Je devrais arriver actuellement à Etaples, ne suis pas encore à Noyelle ! j’espère que la correspondance à Etaples attend l’express. Je dois arriver à Beaurainville, théoriquement 7 heures après mon départ de Paris. Que les temps sont changés ! Quel beau travail on fait sur tout le front. Et tu n’[es] pas encore de l’avance cette fois car il ne paraît pas bien probable que tu y sois mêlé dans ton tranquille secteur.
As-tu vu la naissance de la petite Corpet[9] le 3 Septembre ?
Je te quitte pour faire un petit somme avant d’arriver à Etaples.

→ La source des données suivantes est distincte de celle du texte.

//! Error types for tsql-compat

use std::path::PathBuf;
use thiserror::Error;

/// Errors that can occur while analyzing inputs or generating a report
#[derive(Error, Debug)]
pub enum CompassError {
    #[error("Failed to read configuration file: {path}")]
    ConfigReadError {
        path: PathBuf,
        #[source]
        source: std::io::Error,
    },

    #[error("Failed to parse configuration file: {path}")]
    ConfigParseError {
        path: PathBuf,
        #[source]
        source: roxmltree::Error,
    },

    #[error("Invalid configuration: {message}")]
    InvalidConfig { message: String },

    #[error("Failed to read input file: {path}")]
    InputReadError {
        path: PathBuf,
        #[source]
        source: std::io::Error,
    },

    #[error("Corrupt imported file {path}: {message}")]
    CorruptImportFile { path: PathBuf, message: String },

    #[error("Input file {path} was already imported for application '{app}'; use --replace to re-import it")]
    AlreadyImported { path: PathBuf, app: String },

    #[error("Report '{report}' already exists; use --add to add input files to it")]
    ReportExists { report: String },

    #[error("Report '{report}' not found under {root}")]
    ReportNotFound { report: String, root: PathBuf },

    #[error("Failed to create directory: {path}")]
    DirectoryCreateError {
        path: PathBuf,
        #[source]
        source: std::io::Error,
    },

    #[error("Failed to remove directory: {path}")]
    DirectoryRemoveError {
        path: PathBuf,
        #[source]
        source: std::io::Error,
    },

    #[error("Failed to write capture file: {path}")]
    CaptureWriteError {
        path: PathBuf,
        #[source]
        source: std::io::Error,
    },

    #[error("Failed to read capture file: {path}")]
    CaptureReadError {
        path: PathBuf,
        #[source]
        source: std::io::Error,
    },

    #[error("Invalid capture files for report '{report}':\n{details}\nRe-run analysis with 'reanalyze' to rebuild them")]
    InvalidCaptureFiles { report: String, details: String },

    #[error("{message}")]
    NoCaptureFiles { message: String },

    #[error("Corrupt capture record in {path} at line {line}: {message}")]
    CorruptCaptureRecord {
        path: PathBuf,
        line: usize,
        message: String,
    },

    #[error("Unknown status value: '{value}'")]
    InvalidStatus { value: String },

    #[error("Failed to write symbol table file: {path}")]
    SymbolTableWriteError {
        path: PathBuf,
        #[source]
        source: std::io::Error,
    },

    #[error("Failed to read symbol table file: {path}")]
    SymbolTableReadError {
        path: PathBuf,
        #[source]
        source: std::io::Error,
    },

    #[error("Corrupt symbol table file {path}: {message}")]
    CorruptSymbolTable { path: PathBuf, message: String },

    #[error("Failed to sort report keys: {message}")]
    SortError { message: String },

    #[error("Failed to write report to {path}")]
    ReportWriteError {
        path: PathBuf,
        #[source]
        source: std::io::Error,
    },

    #[error("HTML generation error: {message}")]
    HtmlGenerationError { message: String },
}
//! Capture file writer.

use std::fs::File;
use std::io::{BufWriter, Write};
use std::path::{Path, PathBuf};

use anyhow::Result;
use tracing::debug;

use super::reader::CaptureHeader;
use super::record::{CaptureRecord, MetricsLine};
use crate::error::CompassError;
use crate::names::decode_identifier;

/// Appends records to one capture file, flushing after every line.
pub struct CaptureWriter {
    path: PathBuf,
    out: BufWriter<File>,
    records: usize,
}

impl CaptureWriter {
    /// Create (or truncate) a capture file and write its header.
    pub fn create(path: &Path, report: &str, target_version: &str) -> Result<Self> {
        let file = File::create(path).map_err(|source| CompassError::CaptureWriteError {
            path: path.to_path_buf(),
            source,
        })?;
        let mut writer = Self {
            path: path.to_path_buf(),
            out: BufWriter::new(file),
            records: 0,
        };
        let header = CaptureHeader {
            report: report.to_string(),
            target_version: target_version.to_string(),
            generated_at: chrono::Local::now().format("%d-%b-%Y %H:%M:%S").to_string(),
        };
        writer.write_line(&header.to_line())?;
        Ok(writer)
    }

    pub fn path(&self) -> &Path {
        &self.path
    }

    /// Number of records appended so far.
    pub fn records(&self) -> usize {
        self.records
    }

    /// Append one record. Encoded identifier characters are restored first.
    pub fn append(&mut self, record: &CaptureRecord) -> Result<()> {
        let record = CaptureRecord {
            item: decode_identifier(&record.item),
            item_detail: decode_identifier(&record.item_detail),
            context: decode_identifier(&record.context),
            sub_context: decode_identifier(&record.sub_context),
            ..record.clone()
        };
        self.write_line(&record.to_line())?;
        self.records += 1;
        Ok(())
    }

    pub fn write_metrics(&mut self, metrics: &MetricsLine) -> Result<()> {
        self.write_line(&metrics.to_line())
    }

    pub fn write_comment(&mut self, text: &str) -> Result<()> {
        let text = text.replace(['\r', '\n'], " ");
        self.write_line(&format!("# {}", text))
    }

    /// Flush and close the file, returning the number of records written.
    pub fn finish(mut self) -> Result<usize> {
        self.out
            .flush()
            .map_err(|source| CompassError::CaptureWriteError {
                path: self.path.clone(),
                source,
            })?;
        debug!(path = %self.path.display(), records = self.records, "closed capture file");
        Ok(self.records)
    }

    fn write_line(&mut self, line: &str) -> Result<()> {
        writeln!(self.out, "{}", line)
            .and_then(|_| self.out.flush())
            .map_err(|source| CompassError::CaptureWriteError {
                path: self.path.clone(),
                source,
            })?;
        Ok(())
    }
}
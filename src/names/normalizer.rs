//! Identifier normalization.
//!
//! Turns raw lexical identifiers (`[dbo].[Orders]`, `"x"`, `..t`,
//! `sys.NUMERIC(007,2)`) into a canonical spelling. Normalization keeps the
//! letter case of its input; the name resolver uppercases afterwards.

use std::collections::HashMap;

use once_cell::sync::Lazy;
use regex::Regex;

/// Private stand-ins for characters that would otherwise break part
/// splitting when they occur inside a delimited identifier segment.
const ENC_OPEN_BRACKET: char = '\u{E000}';
const ENC_CLOSE_BRACKET: char = '\u{E001}';
const ENC_DOT: char = '\u{E002}';

static PLAIN_IDENTIFIER: Lazy<Regex> =
    Lazy::new(|| Regex::new(r"^[\w#][\w@#$]*$").unwrap());
static SYS_PREFIX: Lazy<Regex> = Lazy::new(|| Regex::new(r"(?i)^sys\.").unwrap());
static NATIONAL_CHAR: Lazy<Regex> =
    Lazy::new(|| Regex::new(r"(?i)^(national)(char)").unwrap());
static CHAR_VARYING: Lazy<Regex> =
    Lazy::new(|| Regex::new(r"(?i)\b(n?char(?:acter)?)(varying)\b").unwrap());
static LEADING_ZEROS: Lazy<Regex> = Lazy::new(|| Regex::new(r"([(,])\s*0+(\d)").unwrap());

/// Options controlling normalization.
#[derive(Debug, Clone, Copy, Default, PartialEq, Eq, Hash)]
pub struct NormalizeOptions {
    /// Apply datatype canonicalization (SYS. prefix, NATIONAL CHAR, CHAR VARYING, leading zeros)
    pub datatype: bool,
}

impl NormalizeOptions {
    pub const DATATYPE: NormalizeOptions = NormalizeOptions { datatype: true };
}

/// One dot-separated part of a raw name.
#[derive(Default)]
struct RawPart {
    text: String,
    /// Text following the closing delimiter, e.g. `(10)` in `[varchar](10)`
    suffix: String,
    delimited: bool,
}

/// Normalize a raw identifier or datatype name.
pub fn normalize_name(name: &str, options: NormalizeOptions) -> String {
    let trimmed = name.trim().trim_start_matches('.');
    if trimmed.is_empty() {
        return String::new();
    }

    let parts: Vec<String> = split_raw_parts(trimmed)
        .into_iter()
        .map(normalize_part)
        .collect();

    // Schema-qualified temp objects (`dbo.#t`) are known by their bare name
    let mut result = match parts.last() {
        Some(last) if parts.len() > 1 && last.starts_with('#') => last.clone(),
        _ => parts.join("."),
    };

    if options.datatype {
        result = normalize_datatype(&result);
    }
    result
}

/// Replace characters that are reserved inside identifier parts by their private stand-ins.
pub fn encode_identifier(text: &str) -> String {
    text.chars()
        .map(|c| match c {
            '[' => ENC_OPEN_BRACKET,
            ']' => ENC_CLOSE_BRACKET,
            '.' => ENC_DOT,
            other => other,
        })
        .collect()
}

/// Restore characters replaced by [`encode_identifier`].
pub fn decode_identifier(text: &str) -> String {
    if !has_encoded_chars(text) {
        return text.to_string();
    }
    text.chars()
        .map(|c| match c {
            ENC_OPEN_BRACKET => '[',
            ENC_CLOSE_BRACKET => ']',
            ENC_DOT => '.',
            other => other,
        })
        .collect()
}

/// Whether a string contains any encoded identifier characters.
#[inline]
pub fn has_encoded_chars(text: &str) -> bool {
    text.chars()
        .any(|c| matches!(c, ENC_OPEN_BRACKET | ENC_CLOSE_BRACKET | ENC_DOT))
}

fn normalize_part(part: RawPart) -> String {
    if !part.delimited {
        return part.text.trim().to_string();
    }
    if PLAIN_IDENTIFIER.is_match(&part.text) {
        part.text + part.suffix.trim()
    } else {
        format!("[{}]{}", encode_identifier(&part.text), part.suffix.trim())
    }
}

fn normalize_datatype(name: &str) -> String {
    let name = SYS_PREFIX.replace(name, "");
    let name = NATIONAL_CHAR.replace(&name, "$1 $2");
    let name = CHAR_VARYING.replace_all(&name, "$1 $2");
    LEADING_ZEROS.replace_all(&name, "$1$2").into_owned()
}

/// Split a raw name into parts on `.`, honoring `[...]` and `"..."` delimiting.
fn split_raw_parts(name: &str) -> Vec<RawPart> {
    let mut parts = Vec::new();
    let mut chars = name.chars().peekable();
    let mut current = RawPart::default();
    let mut at_part_start = true;

    while let Some(c) = chars.next() {
        match c {
            '[' | '"' if at_part_start => {
                let close = if c == '[' { ']' } else { '"' };
                current.delimited = true;
                while let Some(inner) = chars.next() {
                    if inner == close {
                        // A doubled closing delimiter is an escaped literal
                        if chars.peek() == Some(&close) {
                            chars.next();
                            current.text.push(close);
                            continue;
                        }
                        break;
                    }
                    current.text.push(inner);
                }
                at_part_start = false;
            }
            '.' => {
                parts.push(std::mem::take(&mut current));
                at_part_start = true;
            }
            c if at_part_start && c.is_whitespace() => {}
            other if current.delimited => current.suffix.push(other),
            other => {
                current.text.push(other);
                at_part_start = false;
            }
        }
    }
    parts.push(current);
    parts
}

/// Caching front-end for [`normalize_name`].
///
/// The cache is transparent: results are identical with or without it.
#[derive(Debug, Default)]
pub struct Normalizer {
    cache: HashMap<(String, NormalizeOptions), String>,
    attempts: u64,
    hits: u64,
}

impl Normalizer {
    pub fn new() -> Self {
        Self::default()
    }

    pub fn normalize(&mut self, name: &str, options: NormalizeOptions) -> String {
        self.attempts += 1;
        let key = (name.to_string(), options);
        if let Some(cached) = self.cache.get(&key) {
            self.hits += 1;
            return cached.clone();
        }
        let result = normalize_name(name, options);
        self.cache.insert(key, result.clone());
        result
    }

    /// Number of normalization requests served.
    pub fn attempts(&self) -> u64 {
        self.attempts
    }

    /// Number of requests answered from the cache.
    pub fn hits(&self) -> u64 {
        self.hits
    }

    pub fn cache_len(&self) -> usize {
        self.cache.len()
    }
}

Je t’embrasse donc bien affectueusement.
Emy
Lucie[10] a commencé à se lever.
Notes
- ↑ Guy Colmet Daâge et son épouse Madeleine Froissart.
- ↑ Patrice, Bernard et Hubert (2 ans) Colmet Daâge.
- ↑ Louise Jubaru décède à Paris le 18 septembre 1918.
- ↑ Fanchette Cottard (1868-1906), épouse de François Veillet.
- ↑ Félix Cottard (1882-1910).
- ↑ Elise Vandame, épouse de Jacques Froissart.
- ↑ La Croix rouge.
- ↑ Maurice Vandame († 9 juin 1918), frère d’Elise.
- ↑ Marie Anne Corpet.
- ↑ Lucie Froissart, épouse de Henri Degroote, qui a accouché le 17 août.
Notice bibliographique
D’après l’original
Pour citer cette page
« Dimanche 8 septembre 1918. Lettre d’Emilie Mertzdorff, épouse de Damas Froissart (en train, entre Amiens et Abbeville) à son fils Louis Froissart (mobilisé) », Une correspondance familiale (D. Poublan et C. Dauphin eds.), https://lettresfamiliales.ehess.fr/w/index.php?title=Dimanche_8_septembre_1918&oldid=56433 (accédée le 21 novembre 2024).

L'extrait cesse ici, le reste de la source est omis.